Jessica Sanchez and the Filipino brand of sharing
By Kai Rosario
Anytime soon we should expect a resolution from the Philippine Congress recognizing Jessica Bugay Sanchez for the honor she has brought to Filipinos worldwide as she competes in the final two showdown of American Idol.
It would be a formal claim of Filipino kinship with the young lass of a very promising career in the global entertainment scene. Hopefully though, no other country would oppose such claim as vigorously as China challenges our title to the fossil-rich Scarborough shoal. As of press time, Mexico, from where Jessica’s father hails and the United States, of which she is a citizen, don’t seem to mind sharing the diva’s heritage with us. If only strategically positioned islands can be similarly apportioned with our neighbor countries in South East Asia. Unfortunately, international laws on territory are oblivious to the concept of “sharing”. One race in the world, though, is not impervious to this notion.
Invoking affinity is a distinctively Filipino habit that proceeds from and leads to “sharing”, the virtue, not just the mere concept. At a time when recession forces one to be at his fittest and most selfish form in order to survive, Filipinos run the other direction by generously grouping and re-grouping both with the weakest and the strongest family members or friends. They surround themselves with people who will lift them up be it immediate and extended family members, new kababayan acquaintances or a girl of Filipino descent on a flat screen feed, who inspire them to survive with dignity, but to whom they are but strangers. They share just about everything anyone could partake – meals, money, photos, memories, aspirations, convictions, empathy, affinity and even ancestry.
Jessica’s battle in the Idol competition has revived this sense of kinship on a fascinating scale. For people riddled with moral and legal dilemma – from an impeachment trial that unfolds like a telenovela, conservative Christians protesting against the RH (reproductive health) bill and Lady Gaga’s concert, to local celebrities mauling each other at the airport – an event that calls for a collective sentiment rather than conflicting views is a much needed respite.

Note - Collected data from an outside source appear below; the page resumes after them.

//! State graph: nodes + explicit edges (from → to), optional conditional edges and
//! fan-out edges.
//!
//! Add nodes with `add_node`, define the chain with `add_edge(from, to)` using
//! `START` and `END` for graph entry/exit. Use `add_conditional_edges` to route
//! to the next node based on state, or `add_fan_out` to turn state into N tasks
//! run concurrently. Then `compile` to get a `CompiledStateGraph`.
//!
//! # Fan-out
//!
//! After the source node runs, the router maps the state to a list of
//! [`Dispatch`](super::Dispatch) tasks. Each task runs its target node with its own
//! input. All declared targets must have one plain outgoing edge to the same node;
//! the run continues there once every task finished.
//!
//! # State Updates
//!
//! By default, nodes return a new state that completely replaces the previous state.
//! Use `with_state_updater` to merge node outputs field by field instead (required
//! for fan-out, where several task outputs are folded into one state).

use std::collections::{HashMap, HashSet};
use std::fmt::Debug;
use std::sync::Arc;

use crate::channels::{BoxedStateUpdater, ReplaceUpdater};
use crate::graph::compile_error::CompilationError;
use crate::graph::compiled::CompiledStateGraph;
use crate::graph::conditional::{
    ConditionalRouter, ConditionalRouterFn, FanOutRouter, FanOutRouterFn, NextEntry,
};
use crate::graph::node::Node;
use crate::graph::node_middleware::NodeMiddleware;

/// Sentinel for graph entry: use as `from_id` in `add_edge(START, first_node_id)`.
pub const START: &str = "__start__";

/// Sentinel for graph exit: use as `to_id` in `add_edge(last_node_id, END)`.
pub const END: &str = "__end__";

/// State graph: nodes plus explicit edges, conditional edges and fan-out edges.
///
/// Generic over state type `S`. Build with `add_node` / `add_edge(from, to)`, then
/// `compile()` to obtain an executable graph.
pub struct StateGraph<S> {
    nodes: HashMap<String, Arc<dyn Node<S>>>,
    /// Edges (from_id, to_id).
    edges: Vec<(String, String)>,
    conditional_edges: HashMap<String, ConditionalRouter<S>>,
    fan_outs: HashMap<String, FanOutRouter<S>>,
    middleware: Option<Arc<dyn NodeMiddleware<S>>>,
    /// Default is `ReplaceUpdater` which fully replaces the state.
    state_updater: Option<BoxedStateUpdater<S>>,
}

impl<S> Default for StateGraph<S>
where
    S: Clone + Send + Sync + Debug + 'static,
{
    fn default() -> Self {
        Self::new()
    }
}

impl<S> StateGraph<S>
where
    S: Clone + Send + Sync + Debug + 'static,
{
    /// Creates an empty graph.
    pub fn new() -> Self {
        Self {
            nodes: HashMap::new(),
            edges: Vec::new(),
            conditional_edges: HashMap::new(),
            fan_outs: HashMap::new(),
            middleware: None,
            state_updater: None,
        }
    }

    /// Attaches node middleware; every node run (fan-out tasks included) goes through it.
    pub fn with_middleware(self, middleware: Arc<dyn NodeMiddleware<S>>) -> Self {
        Self {
            middleware: Some(middleware),
            ..self
        }
    }

    /// Attaches a custom state updater to the graph.
    ///
    /// # Example
    ///
    /// ```rust,no_run
    /// use backdrop::graph::StateGraph;
    /// use backdrop::channels::FieldBasedUpdater;
    /// use std::sync::Arc;
    ///
    /// #[derive(Clone, Debug)]
    /// struct MyState { items: Vec<String>, label: Option<String> }
    ///
    /// let updater = FieldBasedUpdater::new(|current: &mut MyState, update: &MyState| {
    ///     current.items.extend(update.items.iter().cloned());
    ///     if update.label.is_some() {
    ///         current.label = update.label.clone();
    ///     }
    /// });
    ///
    /// let graph = StateGraph::<MyState>::new()
    ///     .with_state_updater(Arc::new(updater));
    /// ```
    pub fn with_state_updater(self, updater: BoxedStateUpdater<S>) -> Self {
        Self {
            state_updater: Some(updater),
            ..self
        }
    }

    /// Adds a node; replaces any node with the same id.
    pub fn add_node(&mut self, id: impl Into<String>, node: Arc<dyn Node<S>>) -> &mut Self {
        self.nodes.insert(id.into(), node);
        self
    }

    /// Adds an edge from `from_id` to `to_id`. Use `START` and `END` for entry/exit.
    pub fn add_edge(&mut self, from_id: impl Into<String>, to_id: impl Into<String>) -> &mut Self {
        self.edges.push((from_id.into(), to_id.into()));
        self
    }

    /// Adds conditional edges from `source`: next node is determined by `path(state)`.
    ///
    /// When `path_map` is `Some(map)`, the return value of `path` is a key into it;
    /// otherwise it is the next node id (or END).
    pub fn add_conditional_edges(
        &mut self,
        source: impl Into<String>,
        path: ConditionalRouterFn<S>,
        path_map: Option<HashMap<String, String>>,
    ) -> &mut Self {
        self.conditional_edges
            .insert(source.into(), ConditionalRouter::new(path, path_map));
        self
    }

    /// Adds a fan-out edge from `source`: after it runs, `route(state)` yields the tasks.
    ///
    /// `targets` lists every node id a task may be addressed to.
    ///
    /// # Example
    ///
    /// ```rust,ignore
    /// graph.add_fan_out(
    ///     "history_urls",
    ///     Arc::new(|s: &PipelineState| {
    ///         s.urls().iter().map(|u| Dispatch::new("history_extract", PipelineState::seed(u.clone()))).collect()
    ///     }),
    ///     ["history_extract"],
    /// );
    /// graph.add_edge("history_extract", "history_summary");
    /// ```
    pub fn add_fan_out<I, T>(
        &mut self,
        source: impl Into<String>,
        route: FanOutRouterFn<S>,
        targets: I,
    ) -> &mut Self
    where
        I: IntoIterator<Item = T>,
        T: Into<String>,
    {
        let targets = targets.into_iter().map(Into::into).collect();
        self.fan_outs
            .insert(source.into(), FanOutRouter::new(route, targets));
        self
    }

    /// Builds the executable graph: validates edges, routers and fan-out joins.
    pub fn compile(self) -> Result<CompiledStateGraph<S>, CompilationError> {
        for (from, to) in &self.edges {
            if from != START && !self.nodes.contains_key(from) {
                return Err(CompilationError::NodeNotFound(from.clone()));
            }
            if to != END && !self.nodes.contains_key(to) {
                return Err(CompilationError::NodeNotFound(to.clone()));
            }
        }
        for (source, router) in &self.conditional_edges {
            if !self.nodes.contains_key(source) {
                return Err(CompilationError::NodeNotFound(source.clone()));
            }
            if let Some(ref path_map) = router.path_map {
                for target in path_map.values() {
                    if target != END && !self.nodes.contains_key(target) {
                        return Err(CompilationError::InvalidConditionalPathMap(target.clone()));
                    }
                }
            }
        }
        for (source, fan) in &self.fan_outs {
            if !self.nodes.contains_key(source) {
                return Err(CompilationError::NodeNotFound(source.clone()));
            }
            if self.conditional_edges.contains_key(source) {
                return Err(CompilationError::NodeHasBothEdgeAndConditional(source.clone()));
            }
            for target in &fan.targets {
                if !self.nodes.contains_key(target) {
                    return Err(CompilationError::InvalidFanOutTarget(target.clone()));
                }
            }
        }

        let mut start_edges = self
            .edges
            .iter()
            .filter(|(f, _)| f == START)
            .map(|(_, t)| t.clone());
        let first = match (start_edges.next(), start_edges.next()) {
            (None, _) => return Err(CompilationError::MissingStart),
            (Some(first), None) => first,
            (Some(_), Some(_)) => {
                return Err(CompilationError::InvalidChain(
                    "multiple edges from START (branch)".into(),
                ))
            }
        };

        let has_end = self.edges.iter().any(|(_, t)| t == END)
            || self.conditional_edges.values().any(|r| {
                r.path_map
                    .as_ref()
                    .map_or(true, |m| m.values().any(|v| v == END))
            });
        if !has_end {
            return Err(CompilationError::MissingEnd);
        }

        let plain_edges: Vec<&(String, String)> =
            self.edges.iter().filter(|(f, _)| f.as_str() != START).collect();
        let edge_froms: HashSet<&String> = plain_edges.iter().map(|(f, _)| f).collect();
        if edge_froms.len() != plain_edges.len() {
            return Err(CompilationError::InvalidChain(
                "duplicate from (branch)".into(),
            ));
        }
        for source in self.conditional_edges.keys().chain(self.fan_outs.keys()) {
            if edge_froms.contains(source) {
                return Err(CompilationError::NodeHasBothEdgeAndConditional(
                    source.clone(),
                ));
            }
        }

        let linear_next: HashMap<String, String> = plain_edges
            .iter()
            .map(|(f, t)| (f.clone(), t.clone()))
            .collect();

        let mut fan_outs = self.fan_outs;
        for (source, fan) in fan_outs.iter_mut() {
            let joins: HashSet<&String> = fan
                .targets
                .iter()
                .filter_map(|t| linear_next.get(t))
                .collect();
            let all_joined = fan.targets.iter().all(|t| linear_next.contains_key(t));
            match (all_joined, joins.len()) {
                (true, 1) => {
                    fan.join = joins.into_iter().next().cloned().unwrap_or_default();
                }
                _ => return Err(CompilationError::FanOutJoinMismatch(source.clone())),
            }
        }

        let mut next_map: HashMap<String, NextEntry<S>> = linear_next
            .iter()
            .map(|(f, t)| (f.clone(), NextEntry::Unconditional(t.clone())))
            .collect();
        for (source, router) in self.conditional_edges.iter() {
            next_map.insert(source.clone(), NextEntry::Conditional(router.clone()));
        }
        let routed = !self.conditional_edges.is_empty() || !fan_outs.is_empty();
        for (source, fan) in fan_outs {
            next_map.insert(source, NextEntry::FanOut(fan));
        }

        if !routed {
            let mut current = first.clone();
            let mut visited = HashSet::new();
            visited.insert(current.clone());
            while let Some(next) = linear_next.get(&current) {
                if next == END {
                    break;
                }
                if !visited.insert(next.clone()) {
                    return Err(CompilationError::InvalidChain("cycle detected".into()));
                }
                current = next.clone();
            }
        }

        let state_updater = self
            .state_updater
            .unwrap_or_else(|| Arc::new(ReplaceUpdater));

        Ok(CompiledStateGraph {
            nodes: self.nodes,
            first_node_id: first,
            next_map,
            middleware: self.middleware,
            state_updater,
        })
    }
}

Voting parties are held in Filipino communities across Los Angeles; viewing parties in the Philippines are staged; Twitter and Facebook parties on the internet professing support and pledging votes have been rampant every week. Personal and virtual gatherings of kababayans brought together by the common belief that they can make Jessica’s voice bigger and louder for the whole world to notice that the Filipino is as valuable an asset as his 7,107 islands back home. Gatherings of the traditional communal meal bowls and rare vessel of shared opinion that transcend into a sense of patriotism, unity and respect for one’s ancestry.
It can be conceded that it’s a natural human interest to trace one’s roots, invoke and declare it, but it is indubitable that only the Filipinos can cherish it so compulsively. We love to closely associate ourselves to fellow Filipinos even those we have never met or who do not actually know us – a former neighbor’s friend or the godson of your dentist’s classmate in elementary. We trace and connect ties especially in foreign countries where a familiar accent or idiosyncrasy can spell the difference between a good and a bad day. Through this endearing habit we turn the world into a place so small that there will no longer be room for unnecessary dissents and everyone eventually learns how to share – a meal, a time, a house, a thought, a prayer, a dream, a hope.
Recent Idol surveys and predictions show that Jessica’s rival, Phillip Phillips, has 48% chance of winning compared to Jessica’s 39%. A significant gap the Filipino brand of sharing can close. We just have to link our branches and share the pride of seeing a fruit of our heritage flourish.